The only question remaining in my mind is if the world is ready for ipv6 … but maybe it’s better if we at least set a date.
- The popular Hurricane Electric (HE.net) IPv6 tunnel broker service management page is offline due to what appears to be an expired domain.
- Is it really that popular nowadays? How many folks still use a tunnel broker at all in 2026?
- I've been thinking about starting. My current ISP (Comcast) has native IPv6 but you can't get a static prefix (maybe if you are a business class customer, IDK). It would be nice to have a prefix which is statically assigned to me for stuff that I host at home, so I've looked at doing an HE tunnel instead. The main drawback seems to be that some networks still refuse to peer with them so not everything is reachable.
- You don’t need your ISP to assign a static prefix just to have static addresses on your home network. Instead choose your own prefix inside the fd00::/8 block. There is a procedure using hashing that you can follow to help guarantee that your prefix is unlikely to be shared with anyone else, but you don’t actually need to use it. Configure your router to advertise that prefix in addition to any prefix assigned by your ISP and all of your computers will give themselves an address in both prefixes. If you set your servers to base their address on their mac address, then every one of your servers will have a single unique address. Your client machines can keep their privacy–aware addresses that change frequently.
https://en.wikipedia.org/wiki/Unique_local_address
For my network I wanted something I had some chance of remembering so I consulted a dictionary and ended up with fdbe:aded:cafe:babe::/64.

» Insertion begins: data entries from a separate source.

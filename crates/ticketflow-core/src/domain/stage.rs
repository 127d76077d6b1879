//! Pipeline stage definitions.

use serde::{Deserialize, Serialize};

/// The ordered processing steps of a ticket run.
///
/// `Receive` covers ingestion (incident creation); the remaining four are
/// the pipeline proper and execute strictly in declaration order.
#[derive(Debug, Clone, Copy, Serialize, Deserialize, PartialEq, Eq, Hash)]
#[serde(rename_all = "snake_case")]
pub enum Stage {
    Receive,
    Classify,
    Execute,
    Validate,
    Update,
}

impl Stage {
    /// The four post-ingestion stages, in execution order.
    pub const PIPELINE: [Stage; 4] = [
        Stage::Classify,
        Stage::Execute,
        Stage::Validate,
        Stage::Update,
    ];

    /// Stage name as used in error audit actions (`classify_error`).
    pub fn name(&self) -> &'static str {
        match self {
            Stage::Receive => "receive",
            Stage::Classify => "classify",
            Stage::Execute => "execute",
            Stage::Validate => "validate",
            Stage::Update => "update",
        }
    }

    /// Acting component name recorded in audit entries.
    pub fn agent(&self) -> &'static str {
        match self {
            Stage::Receive => "ticket_receiver",
            Stage::Classify => "ticket_classifier",
            Stage::Execute => "ticket_executor",
            Stage::Validate => "ticket_validator",
            Stage::Update => "ticket_updater",
        }
    }

    /// Audit action recorded when the stage completes successfully.
    pub fn audit_action(&self) -> &'static str {
        match self {
            Stage::Receive => "ticket_received",
            Stage::Classify => "ticket_classified",
            Stage::Execute => "playbook_executed",
            Stage::Validate => "execution_validated",
            Stage::Update => "ticket_updated",
        }
    }

    /// Audit action recorded when the stage fails.
    pub fn error_action(&self) -> String {
        format!("{}_error", self.name())
    }
}

impl std::fmt::Display for Stage {
    fn fmt(&self, f: &mut std::fmt::Formatter<'_>) -> std::fmt::Result {
        write!(f, "{}", self.name())
    }
}

#[cfg(test)]
mod tests {
    use super::*;

    #[test]
    fn pipeline_order_is_fixed() {
        assert_eq!(
            Stage::PIPELINE,
            [
                Stage::Classify,
                Stage::Execute,
                Stage::Validate,
                Stage::Update
            ]
        );
    }

    #[test]
    fn audit_actions_match_stage() {
        assert_eq!(Stage::Receive.audit_action(), "ticket_received");
        assert_eq!(Stage::Classify.audit_action(), "ticket_classified");
        assert_eq!(Stage::Execute.audit_action(), "playbook_executed");
        assert_eq!(Stage::Validate.audit_action(), "execution_validated");
        assert_eq!(Stage::Update.audit_action(), "ticket_updated");
    }

    #[test]
    fn error_actions_use_stage_name() {
        assert_eq!(Stage::Classify.error_action(), "classify_error");
        assert_eq!(Stage::Update.error_action(), "update_error");
    }

    #[test]
    fn agents_are_component_names() {
        assert_eq!(Stage::Classify.agent(), "ticket_classifier");
        assert_eq!(Stage::Validate.agent(), "ticket_validator");
    }
}
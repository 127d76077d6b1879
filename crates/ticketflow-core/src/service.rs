//! Collaborator-facing boundary for the surrounding CLI/HTTP/UI layers.
//!
//! Thin facade over the pipeline engine and the store's read paths. Submission
//! can be synchronous (caller gets the final state) or fire-and-forget
//! (caller gets a receipt and polls [`TicketService::get_status`]).

use std::sync::Arc;

use chrono::{DateTime, Utc};
use incident_store::{
    AuditEntry, Incident, IncidentStatus, IncidentStore, IncidentSummary, StoreResult, TicketId,
};
use serde::Serialize;
use tracing::{error, info};

use crate::domain::{PipelineError, Ticket};
use crate::pipeline::TicketPipeline;
use crate::state::PipelineState;

/// Boundary configuration, overridable from the environment.
#[derive(Debug, Clone)]
pub struct ServiceConfig {
    /// Hard cap on list page size.
    pub max_list_limit: usize,
    /// Page size used when the caller does not pass one.
    pub default_list_limit: usize,
}

impl Default for ServiceConfig {
    fn default() -> Self {
        Self {
            max_list_limit: 1000,
            default_list_limit: 100,
        }
    }
}

impl ServiceConfig {
    /// Read overrides from `TICKETFLOW_MAX_LIST_LIMIT` and
    /// `TICKETFLOW_DEFAULT_LIST_LIMIT`; unparseable values fall back to
    /// defaults.
    pub fn from_env() -> Self {
        let defaults = Self::default();
        Self {
            max_list_limit: env_usize("TICKETFLOW_MAX_LIST_LIMIT")
                .unwrap_or(defaults.max_list_limit),
            default_list_limit: env_usize("TICKETFLOW_DEFAULT_LIST_LIMIT")
                .unwrap_or(defaults.default_list_limit),
        }
    }

    fn clamp_limit(&self, limit: Option<usize>) -> usize {
        limit
            .unwrap_or(self.default_list_limit)
            .min(self.max_list_limit)
    }
}

fn env_usize(key: &str) -> Option<usize> {
    std::env::var(key).ok()?.parse().ok()
}

/// Acknowledgement returned by a fire-and-forget submission.
#[derive(Debug, Clone, Serialize)]
pub struct SubmitReceipt {
    pub ticket_id: TicketId,
    pub status: String,
    pub message: String,
}

/// Lightweight status view for polling callers.
#[derive(Debug, Clone, Serialize)]
pub struct StatusView {
    pub ticket_id: TicketId,
    pub status: IncidentStatus,
    pub last_update: DateTime<Utc>,
}

/// Incident plus its full audit trail (newest first).
#[derive(Debug, Clone, Serialize)]
pub struct IncidentHistory {
    pub incident: Incident,
    pub audit: Vec<AuditEntry>,
}

/// Boundary facade over the pipeline and store.
pub struct TicketService {
    pipeline: Arc<TicketPipeline>,
    store: Arc<dyn IncidentStore>,
    config: ServiceConfig,
}

impl TicketService {
    pub fn new(pipeline: Arc<TicketPipeline>, store: Arc<dyn IncidentStore>) -> Self {
        Self::with_config(pipeline, store, ServiceConfig::default())
    }

    pub fn with_config(
        pipeline: Arc<TicketPipeline>,
        store: Arc<dyn IncidentStore>,
        config: ServiceConfig,
    ) -> Self {
        Self {
            pipeline,
            store,
            config,
        }
    }

    /// Synchronous submission: runs the full pipeline before returning.
    pub async fn submit(&self, raw: serde_json::Value) -> Result<PipelineState, PipelineError> {
        self.pipeline.process_ticket(raw).await
    }

    /// Fire-and-forget submission.
    ///
    /// Malformed and duplicate tickets are rejected synchronously with the
    /// specific reason; accepted tickets run on a spawned task and the caller
    /// polls [`Self::get_status`] for progress.
    pub async fn submit_background(
        &self,
        raw: serde_json::Value,
    ) -> Result<SubmitReceipt, PipelineError> {
        if raw.is_null() || raw.as_object().is_some_and(|o| o.is_empty()) {
            return Err(PipelineError::InvalidInput);
        }
        let ticket = Ticket::from_value(&raw)?;

        // Synchronous duplicate rejection; a race slipping past this check is
        // still caught by the store's uniqueness constraint inside the run.
        let existing = self
            .store
            .get_incident(&ticket.ticket_id)
            .await
            .map_err(|source| PipelineError::Persistence {
                operation: "get_incident",
                source,
            })?;
        if existing.is_some() {
            return Err(PipelineError::DuplicateTicket(ticket.ticket_id.to_string()));
        }

        let pipeline = self.pipeline.clone();
        let ticket_id = ticket.ticket_id.clone();
        let task_ticket_id = ticket_id.clone();
        tokio::spawn(async move {
            match pipeline.process_ticket(raw).await {
                Ok(state) => {
                    info!(
                        ticket_id = %task_ticket_id,
                        messages = state.messages.len(),
                        "background run completed"
                    );
                }
                Err(err) => {
                    // The engine has already recorded the terminal failed
                    // status; nothing is waiting on this task's result.
                    error!(ticket_id = %task_ticket_id, error = %err, "background run failed");
                }
            }
        });

        Ok(SubmitReceipt {
            ticket_id,
            status: "processing_started".to_string(),
            message: "ticket accepted; poll status for progress".to_string(),
        })
    }

    /// Lightweight status for polling. `Ok(None)` when the ticket is unknown.
    pub async fn get_status(&self, ticket_id: &TicketId) -> StoreResult<Option<StatusView>> {
        Ok(self
            .store
            .get_incident(ticket_id)
            .await?
            .map(|incident| StatusView {
                ticket_id: incident.ticket_id,
                status: incident.status,
                last_update: incident.updated_at,
            }))
    }

    /// Full incident record. `Ok(None)` when the ticket is unknown.
    pub async fn get_full(&self, ticket_id: &TicketId) -> StoreResult<Option<Incident>> {
        self.store.get_incident(ticket_id).await
    }

    /// Paginated summaries, newest created first. The limit is clamped to
    /// the configured maximum.
    pub async fn list_summaries(
        &self,
        limit: Option<usize>,
        offset: usize,
    ) -> StoreResult<Vec<IncidentSummary>> {
        let limit = self.config.clamp_limit(limit);
        self.store.list_incidents(limit, offset).await
    }

    /// Incident plus audit trail. `Ok(None)` when the ticket is unknown.
    pub async fn get_history(&self, ticket_id: &TicketId) -> StoreResult<Option<IncidentHistory>> {
        let Some(incident) = self.store.get_incident(ticket_id).await? else {
            return Ok(None);
        };
        let audit = self.store.audit_trail(ticket_id).await?;
        Ok(Some(IncidentHistory { incident, audit }))
    }

    /// Connectivity probe for health checks: any successful read qualifies.
    pub async fn healthy(&self) -> StoreResult<()> {
        self.store
            .get_incident(&TicketId::from("healthcheck"))
            .await
            .map(|_| ())
    }
}

#[cfg(test)]
mod tests {
    use super::*;
    use crate::domain::ticket::tests::raw_ticket;
    use incident_store::fakes::MemoryIncidentStore;

    fn service() -> (TicketService, Arc<MemoryIncidentStore>) {
        let store = Arc::new(MemoryIncidentStore::new());
        let pipeline = Arc::new(TicketPipeline::new(store.clone()));
        (TicketService::new(pipeline, store.clone()), store)
    }

    #[tokio::test]
    async fn submit_runs_to_completion() {
        let (service, _) = service();
        let state = service.submit(raw_ticket("INC-1")).await.unwrap();
        assert_eq!(state.messages.len(), 5);

        let status = service
            .get_status(&TicketId::from("INC-1"))
            .await
            .unwrap()
            .unwrap();
        assert_eq!(status.status, IncidentStatus::Success);
    }

    #[tokio::test]
    async fn background_submit_rejects_duplicates_synchronously() {
        let (service, _) = service();
        service.submit(raw_ticket("INC-1")).await.unwrap();

        let err = service
            .submit_background(raw_ticket("INC-1"))
            .await
            .unwrap_err();
        assert!(matches!(err, PipelineError::DuplicateTicket(id) if id == "INC-1"));
    }

    #[tokio::test]
    async fn background_submit_is_pollable() {
        let (service, _) = service();
        let receipt = service.submit_background(raw_ticket("INC-1")).await.unwrap();
        assert_eq!(receipt.status, "processing_started");

        // Poll until the run reaches a terminal status.
        let mut status = None;
        for _ in 0..100 {
            if let Some(view) = service.get_status(&TicketId::from("INC-1")).await.unwrap() {
                if view.status.is_terminal() {
                    status = Some(view.status);
                    break;
                }
            }
            tokio::time::sleep(std::time::Duration::from_millis(10)).await;
        }
        assert_eq!(status, Some(IncidentStatus::Success));
    }

    #[tokio::test]
    async fn unknown_ticket_reads_are_none() {
        let (service, _) = service();
        let missing = TicketId::from("INC-404");

        assert!(service.get_status(&missing).await.unwrap().is_none());
        assert!(service.get_full(&missing).await.unwrap().is_none());
        assert!(service.get_history(&missing).await.unwrap().is_none());
    }

    #[tokio::test]
    async fn history_pairs_incident_with_trail() {
        let (service, _) = service();
        service.submit(raw_ticket("INC-1")).await.unwrap();

        let history = service
            .get_history(&TicketId::from("INC-1"))
            .await
            .unwrap()
            .unwrap();
        assert_eq!(history.incident.status, IncidentStatus::Success);
        assert_eq!(history.audit.len(), 5);
        // Newest first.
        assert_eq!(history.audit[0].action, "ticket_updated");
        assert_eq!(history.audit[4].action, "ticket_received");
    }

    #[tokio::test]
    async fn list_limit_is_clamped() {
        let config = ServiceConfig {
            max_list_limit: 2,
            default_list_limit: 1,
        };
        let store = Arc::new(MemoryIncidentStore::new());
        let pipeline = Arc::new(TicketPipeline::new(store.clone()));
        let service = TicketService::with_config(pipeline, store, config);

        for id in ["INC-1", "INC-2", "INC-3"] {
            service.submit(raw_ticket(id)).await.unwrap();
        }

        // Requested 10, clamped to 2.
        let page = service.list_summaries(Some(10), 0).await.unwrap();
        assert_eq!(page.len(), 2);

        // No limit given: default of 1 applies.
        let page = service.list_summaries(None, 0).await.unwrap();
        assert_eq!(page.len(), 1);
    }
}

- > The main drawback seems to be that some networks still refuse to peer with them
cogent gonna cogent. i think you're still probably good for the most part.
- Comcast has a very strict peering policy as well. They, like Deutsche Telekom, like to hold their proverbial customers hostage to make other networks pay to peer.
- I don't have statistics on that, but I can say that Verizon FIOS NG-PON2 service in the US (which is what I have) does not offer native V6, so yes, sadly I am forced to use a tunnel broker in 2026.
- At home, my ISP gives me native IPv6. At work, we don't have IPv6 (or it's just disabled on the router), so I sometimes use one to test stuff (I use 6Project).
- Tons.
A lot of US ISPs have no ipv6 configured.